### Extracted data

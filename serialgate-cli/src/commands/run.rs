//! Run command - serve requests from stdin through the compute worker.
//!
//! Every non-empty input line is submitted as one request. Answers are
//! printed to stdout as they arrive, tagged with their request id.
//! Rejections are printed immediately. Logs go to the log file (and stderr,
//! when enabled).

use std::path::PathBuf;
use std::sync::Arc;

use tokio::io::{AsyncBufRead, AsyncBufReadExt, BufReader};
use tokio::task::JoinSet;
use tokio_util::sync::CancellationToken;
use tracing::{info, warn};

use serialgate::gate::{
    AdmissionError, ComputeService, GateConfig, Outcome, RequestId, ServiceClient,
    TracingTelemetrySink, WorkerReport,
};
use serialgate::panic as panic_handler;

use crate::demo_engine::{DemoEngine, DemoSettings};
use crate::error::CliError;
use crate::runner::CliRunner;

/// Arguments for the run command.
#[derive(Default)]
pub struct RunArgs {
    pub config: Option<PathBuf>,
    pub capacity: Option<usize>,
    pub debug: bool,
}

/// Why input processing ended.
#[derive(Debug, Clone, Copy, PartialEq, Eq)]
enum StopReason {
    /// stdin reached end of file
    EndOfInput,
    /// Ctrl-C
    Interrupted,
    /// The worker ended on its own
    WorkerStopped,
    /// Reading stdin failed
    InputFailed,
}

/// Run the run command.
pub fn run(args: RunArgs) -> Result<(), CliError> {
    // Initialize panic handler early so worker panics reach the log
    panic_handler::init();

    let runner = CliRunner::with_options(args.config.as_deref(), args.capacity, args.debug)?;
    runner.log_startup("run");
    let config = runner.config();

    let settings = DemoSettings::from_config(&config.engine)?;

    // stdout carries answers only
    eprintln!("serialgate v{}", serialgate::VERSION);
    eprintln!("{}", "=".repeat(40));
    eprintln!("Queue capacity: {}", config.queue.capacity);
    eprintln!("Worker thread:  {}", config.worker.thread_name);
    eprintln!("Engine mode:    {:?}", settings.mode);
    eprintln!("Log file:       {}", config.logging.file.display());
    eprintln!();

    let interrupt = CancellationToken::new();
    let interrupt_handler = interrupt.clone();
    ctrlc::set_handler(move || interrupt_handler.cancel())
        .map_err(|e| CliError::SignalHandler(e.to_string()))?;

    let (service, client) = ComputeService::start(
        GateConfig::from(config),
        move || DemoEngine::load(settings),
        Arc::new(TracingTelemetrySink),
    )?;

    eprintln!("Ready. One request per line; Ctrl-D to finish, Ctrl-C to stop.");

    let runtime = tokio::runtime::Builder::new_multi_thread()
        .enable_all()
        .build()?;
    let stdin = BufReader::new(tokio::io::stdin());
    let served = runtime.block_on(serve(stdin, client, &service, interrupt));
    // A pending stdin read cannot be cancelled; don't wait for it.
    runtime.shutdown_background();

    if let Err(e) = &served {
        warn!(error = %e, "Input processing failed, shutting down");
        service.request_shutdown();
    }

    let report = service.join();
    print_report(&report);

    served?;
    if report.exit.is_expected() {
        Ok(())
    } else {
        Err(CliError::WorkerTerminated(report.exit))
    }
}

/// Submits each input line and prints answers until input ends, the user
/// interrupts, or the worker stops.
///
/// Returns once every admitted request has been answered, including when
/// reading the input fails part way. Shutdown has been requested by then.
async fn serve<I>(
    input: I,
    client: ServiceClient<String, String>,
    service: &ComputeService,
    interrupt: CancellationToken,
) -> Result<StopReason, CliError>
where
    I: AsyncBufRead + Unpin,
{
    let terminated = service.terminated();
    let mut lines = input.lines();
    let mut pending = JoinSet::new();
    let mut input_error = None;

    let reason = loop {
        tokio::select! {
            biased;

            _ = interrupt.cancelled() => break StopReason::Interrupted,
            _ = terminated.cancelled() => break StopReason::WorkerStopped,
            line = lines.next_line() => {
                let line = match line {
                    Ok(Some(line)) => line,
                    Ok(None) => break StopReason::EndOfInput,
                    Err(e) => {
                        input_error = Some(e);
                        break StopReason::InputFailed;
                    }
                };
                let line = line.trim();
                if line.is_empty() {
                    continue;
                }

                match client.submit(line.to_string()) {
                    Ok(channel) => {
                        pending.spawn(async move {
                            let id = channel.request_id();
                            let outcome = channel.await_result().await;
                            println!("{}", render_outcome(id, &outcome));
                        });
                    }
                    Err(e) => println!("{}", render_rejection(&e)),
                }
            }
        }
    };

    info!(reason = ?reason, outstanding = pending.len(), "Input finished");

    let mut shutdown_requested = false;
    if reason == StopReason::Interrupted {
        service.request_shutdown();
        shutdown_requested = true;
    }

    // Outstanding requests still get answered; Ctrl-C here cuts the queue short.
    loop {
        tokio::select! {
            joined = pending.join_next() => {
                if joined.is_none() {
                    break;
                }
            }
            _ = interrupt.cancelled(), if !shutdown_requested => {
                service.request_shutdown();
                shutdown_requested = true;
            }
        }
    }

    service.request_shutdown();
    match input_error {
        Some(e) => Err(e.into()),
        None => Ok(reason),
    }
}

fn render_outcome(id: RequestId, outcome: &Outcome<String>) -> String {
    match outcome {
        Ok(answer) => format!("[{}] {}", id, answer),
        Err(e) => format!("[{}] error: {}", id, e),
    }
}

fn render_rejection(error: &AdmissionError) -> String {
    format!("rejected: {}", error)
}

fn print_report(report: &WorkerReport) {
    eprintln!();
    eprintln!("Worker stopped: {}", report.exit);
    eprintln!("  Processed: {} ({} failed)", report.processed, report.failed);
    eprintln!("  Drained:   {}", report.drained);
}
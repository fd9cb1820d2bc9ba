// SPDX-License-Identifier: AGPL-3.0-or-later
// SPDX-FileCopyrightText: 2025 Jonathan D.A. Jewell
//! Issue template field resolution
//!
//! The submission issue form (GitHub issue-form YAML) names each field twice:
//! a human readable `label`, which is what ends up as a `### ` heading in the
//! rendered issue body, and a stable `id`, which is what the record uses.

use crate::error::TemplateFormatError;
use serde::Deserialize;
use std::collections::HashMap;
use std::fs;
use std::path::Path;

/// Issue form document, only the parts we read
#[derive(Debug, Deserialize)]
struct IssueForm {
    body: Vec<FormElement>,
}

#[derive(Debug, Deserialize)]
struct FormElement {
    #[serde(rename = "type")]
    kind: String,
    id: Option<String>,
    attributes: Option<FormAttributes>,
}

#[derive(Debug, Deserialize)]
struct FormAttributes {
    label: Option<String>,
}

/// Mapping between section titles and field ids, built once per template
#[derive(Debug, Clone, Default, PartialEq, Eq)]
pub struct TemplateFields {
    by_label: HashMap<String, String>,
    /// Field ids in form order
    ids: Vec<String>,
    /// Labels in form order, parallel to `ids`
    labels: Vec<String>,
}

impl TemplateFields {
    /// Read and resolve the template at `path`
    pub fn load(path: &Path) -> Result<Self, TemplateFormatError> {
        let content = fs::read_to_string(path).map_err(|source| TemplateFormatError::Io {
            path: path.to_path_buf(),
            source,
        })?;
        Self::from_yaml(&content)
    }

    /// Resolve an issue-form YAML document
    pub fn from_yaml(yaml: &str) -> Result<Self, TemplateFormatError> {
        let form: IssueForm = serde_yaml::from_str(yaml)?;

        let mut pairs = Vec::new();
        for (index, element) in form.body.into_iter().enumerate() {
            if element.kind == "markdown" {
                continue;
            }
            let id = element.id.ok_or(TemplateFormatError::MissingId { index })?;
            let label = element
                .attributes
                .and_then(|a| a.label)
                .ok_or(TemplateFormatError::MissingLabel { index })?;
            pairs.push((label, id));
        }

        Self::from_pairs(pairs)
    }

    /// Build from explicit `(label, id)` pairs
    pub fn from_pairs<L, I>(pairs: impl IntoIterator<Item = (L, I)>) -> Result<Self, TemplateFormatError>
    where
        L: Into<String>,
        I: Into<String>,
    {
        let mut fields = Self::default();
        for (label, id) in pairs {
            let (label, id) = (label.into(), id.into());
            if let Some(first) = fields.by_label.get(&label) {
                return Err(TemplateFormatError::DuplicateLabel {
                    label,
                    first: first.clone(),
                    second: id,
                });
            }
            if let Some(first) = fields.label_for(&id) {
                return Err(TemplateFormatError::DuplicateId {
                    first: first.to_string(),
                    second: label,
                    id,
                });
            }
            fields.ids.push(id.clone());
            fields.labels.push(label.clone());
            fields.by_label.insert(label, id);
        }
        Ok(fields)
    }

    /// Field id for a section title
    #[must_use]
    pub fn id_for(&self, label: &str) -> Option<&str> {
        self.by_label.get(label).map(String::as_str)
    }

    /// Section title for a field id
    #[must_use]
    pub fn label_for(&self, id: &str) -> Option<&str> {
        let index = self.ids.iter().position(|field| field == id)?;
        self.labels.get(index).map(String::as_str)
    }

    /// Field ids in form order
    #[must_use]
    pub fn ids(&self) -> &[String] {
        &self.ids
    }

    /// Number of fields
    #[must_use]
    pub fn len(&self) -> usize {
        self.ids.len()
    }

    /// True when the template has no fields
    #[must_use]
    pub fn is_empty(&self) -> bool {
        self.ids.is_empty()
    }
}

#[cfg(test)]
mod tests {
    use super::*;

    const FORM: &str = r#"
name: Ecosystem submission
description: Add a project to the ecosystem
body:
  - type: markdown
    attributes:
      value: Thanks for submitting!
  - type: input
    id: name
    attributes:
      label: Name
  - type: input
    id: url
    attributes:
      label: Repository
  - type: textarea
    id: labels
    attributes:
      label: Labels
"#;

    #[test]
    fn test_resolves_labels_skipping_markdown() {
        let fields = TemplateFields::from_yaml(FORM).unwrap();

        assert_eq!(fields.len(), 3);
        assert_eq!(fields.id_for("Name"), Some("name"));
        assert_eq!(fields.id_for("Repository"), Some("url"));
        assert_eq!(fields.id_for("Thanks for submitting!"), None);
        assert_eq!(fields.label_for("labels"), Some("Labels"));
        assert_eq!(fields.ids(), ["name", "url", "labels"]);
    }

    #[test]
    fn test_duplicate_label_is_an_error() {
        let err = TemplateFields::from_pairs([("Name", "name"), ("Name", "title")]).unwrap_err();

        match err {
            TemplateFormatError::DuplicateLabel { label, first, second } => {
                assert_eq!(label, "Name");
                assert_eq!(first, "name");
                assert_eq!(second, "title");
            }
            other => panic!("unexpected error: {other}"),
        }
    }

    #[test]
    fn test_duplicate_id_is_an_error() {
        let err = TemplateFields::from_pairs([("Name", "name"), ("Title", "name")]).unwrap_err();

        match err {
            TemplateFormatError::DuplicateId { id, first, second } => {
                assert_eq!(id, "name");
                assert_eq!(first, "Name");
                assert_eq!(second, "Title");
            }
            other => panic!("unexpected error: {other}"),
        }
    }

    #[test]
    fn test_label_for_follows_form_order() {
        let fields = TemplateFields::from_pairs([("Repository", "url"), ("Name", "name"), ("Website", "website")]).unwrap();

        assert_eq!(fields.label_for("url"), Some("Repository"));
        assert_eq!(fields.label_for("website"), Some("Website"));
        assert_eq!(fields.label_for("licence"), None);
    }

    #[test]
    fn test_missing_id_is_an_error() {
        let form = "body:\n  - type: input\n    attributes:\n      label: Name\n";
        assert!(matches!(
            TemplateFields::from_yaml(form),
            Err(TemplateFormatError::MissingId { index: 0 })
        ));
    }

    #[test]
    fn test_missing_label_is_an_error() {
        let form = "body:\n  - type: markdown\n    attributes:\n      value: hi\n  - type: input\n    id: name\n";
        assert!(matches!(
            TemplateFields::from_yaml(form),
            Err(TemplateFormatError::MissingLabel { index: 1 })
        ));
    }

    #[test]
    fn test_invalid_yaml_is_an_error() {
        assert!(matches!(
            TemplateFields::from_yaml("title: no body here"),
            Err(TemplateFormatError::Yaml(_))
        ));
    }
}
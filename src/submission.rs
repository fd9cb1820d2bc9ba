// SPDX-License-Identifier: AGPL-3.0-or-later
// SPDX-FileCopyrightText: 2025 Jonathan D.A. Jewell
//! Submission parsing - issue body markdown to a validated record
//!
//! Nothing in here does I/O: the template is resolved by the caller and the
//! resulting record is persisted by the caller.

use crate::error::{SubmissionError, UnknownSectionError, ValidationError};
use crate::markdown::{normalize, split_sections, Section};
use crate::template::TemplateFields;
use crate::types::{Record, Tier};
use std::collections::HashMap;

/// What an issue form renders for a field left blank
pub const NO_RESPONSE: &str = "_No response_";

/// Field ids a submission may carry
const SUBMISSION_FIELDS: [&str; 10] = [
    "name",
    "url",
    "description",
    "licence",
    "contact_info",
    "alternatives",
    "affiliations",
    "labels",
    "website",
    "tier",
];

/// Parse a raw issue body into a record
pub fn parse_submission(body: &str, fields: &TemplateFields) -> Result<Record, SubmissionError> {
    let sections = split_sections(&normalize(body));
    normalize_submission(&sections, fields)
}

/// Turn split sections into a record, resolving titles through `fields`.
///
/// A later section with the same title overwrites an earlier one.
pub fn normalize_submission(
    sections: &[Section],
    fields: &TemplateFields,
) -> Result<Record, SubmissionError> {
    let mut values: HashMap<&str, Option<String>> = HashMap::new();

    for section in sections {
        let id = fields
            .id_for(&section.title)
            .ok_or_else(|| UnknownSectionError(section.title.clone()))?;
        let value = (section.body.trim() != NO_RESPONSE).then(|| section.body.clone());
        values.insert(id, value);
    }

    Ok(build_record(values)?)
}

/// Split a comma separated label list, dropping empty pieces
#[must_use]
pub fn split_labels(raw: &str) -> Vec<String> {
    raw.split(',')
        .map(str::trim)
        .filter(|label| !label.is_empty())
        .map(String::from)
        .collect()
}

fn build_record(mut values: HashMap<&str, Option<String>>) -> Result<Record, ValidationError> {
    if let Some(unknown) = values
        .keys()
        .copied()
        .filter(|id| !SUBMISSION_FIELDS.contains(id))
        .min()
    {
        return Err(ValidationError::UnknownField(unknown.to_string()));
    }

    let mut take = |id: &str| values.remove(id).flatten();

    let name = take("name")
        .filter(|v| !v.trim().is_empty())
        .ok_or(ValidationError::MissingField("name"))?;
    let url = take("url")
        .filter(|v| !v.trim().is_empty())
        .ok_or(ValidationError::MissingField("url"))?;
    let tier = take("tier")
        .map(|raw| raw.parse::<Tier>())
        .transpose()?
        .unwrap_or_default();

    let mut record = Record::new(name, url);
    record.description = take("description").unwrap_or_default();
    record.licence = take("licence").unwrap_or_default();
    record.contact_info = take("contact_info");
    record.alternatives = take("alternatives");
    record.affiliations = take("affiliations");
    record.labels = take("labels").map(|raw| split_labels(&raw)).unwrap_or_default();
    record.website = take("website");
    record.tier = tier;

    Ok(record)
}

/// Render a record as the issue body the template would produce.
///
/// Fields the template does not know are left out; absent values render as
/// [`NO_RESPONSE`].
#[must_use]
pub fn render_submission(record: &Record, fields: &TemplateFields) -> String {
    let mut out = String::new();

    for id in fields.ids() {
        let Some(label) = fields.label_for(id) else {
            continue;
        };
        let value = match id.as_str() {
            "name" => Some(record.name.clone()),
            "url" => Some(record.url.clone()),
            "description" => Some(record.description.clone()),
            "licence" => Some(record.licence.clone()),
            "contact_info" => record.contact_info.clone(),
            "alternatives" => record.alternatives.clone(),
            "affiliations" => record.affiliations.clone(),
            "labels" => (!record.labels.is_empty()).then(|| record.labels.join(", ")),
            "website" => record.website.clone(),
            "tier" => Some(record.tier.to_string()),
            _ => continue,
        };

        out.push_str("### ");
        out.push_str(label);
        out.push_str("\n\n");
        out.push_str(value.as_deref().unwrap_or(NO_RESPONSE));
        out.push_str("\n\n");
    }

    out
}
// SPDX-License-Identifier: AGPL-3.0-or-later
// SPDX-FileCopyrightText: 2025 Jonathan D.A. Jewell
#![no_main]

use ecosystem_registry::markdown::normalize;
use ecosystem_registry::submission::parse_submission;
use ecosystem_registry::template::TemplateFields;
use libfuzzer_sys::fuzz_target;

fuzz_target!(|body: &str| {
    // normalizing twice changes nothing
    let once = normalize(body);
    assert_eq!(normalize(&once), once);

    let Ok(fields) = TemplateFields::from_pairs([
        ("Name", "name"),
        ("Repository", "url"),
        ("Labels", "labels"),
        ("Tier", "tier"),
    ]) else {
        return;
    };
    if let Ok(record) = parse_submission(body, &fields) {
        assert!(!record.name.trim().is_empty());
        assert!(record.labels.iter().all(|l| !l.is_empty() && l.trim() == l));
    }
});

######

▸ About this task: Please give back the records exactly as written, beginning at the first line and including the line that holds "panic_handler::init();" as the last.

▸ Answer section:
filename serialgate-cli/src/commands/run.rs
//! Run command - serve requests from stdin through the compute worker.
//!
//! Every non-empty input line is submitted as one request. Answers are
//! printed to stdout as they arrive, tagged with their request id.
//! Rejections are printed immediately. Logs go to the log file (and stderr,
//! when enabled).

use std::path::PathBuf;
use std::sync::Arc;

use tokio::io::{AsyncBufRead, AsyncBufReadExt, BufReader};
use tokio::task::JoinSet;
use tokio_util::sync::CancellationToken;
use tracing::{info, warn};

use serialgate::gate::{
    AdmissionError, ComputeService, GateConfig, Outcome, RequestId, ServiceClient,
    TracingTelemetrySink, WorkerReport,
};
use serialgate::panic as panic_handler;

use crate::demo_engine::{DemoEngine, DemoSettings};
use crate::error::CliError;
use crate::runner::CliRunner;

/// Arguments for the run command.
#[derive(Default)]
pub struct RunArgs {
    pub config: Option<PathBuf>,
    pub capacity: Option<usize>,
    pub debug: bool,
}

/// Why input processing ended.
#[derive(Debug, Clone, Copy, PartialEq, Eq)]
enum StopReason {
    /// stdin reached end of file
    EndOfInput,
    /// Ctrl-C
    Interrupted,
    /// The worker ended on its own
    WorkerStopped,
    /// Reading stdin failed
    InputFailed,
}

/// Run the run command.
pub fn run(args: RunArgs) -> Result<(), CliError> {
    // Initialize panic handler early so worker panics reach the log
    panic_handler::init();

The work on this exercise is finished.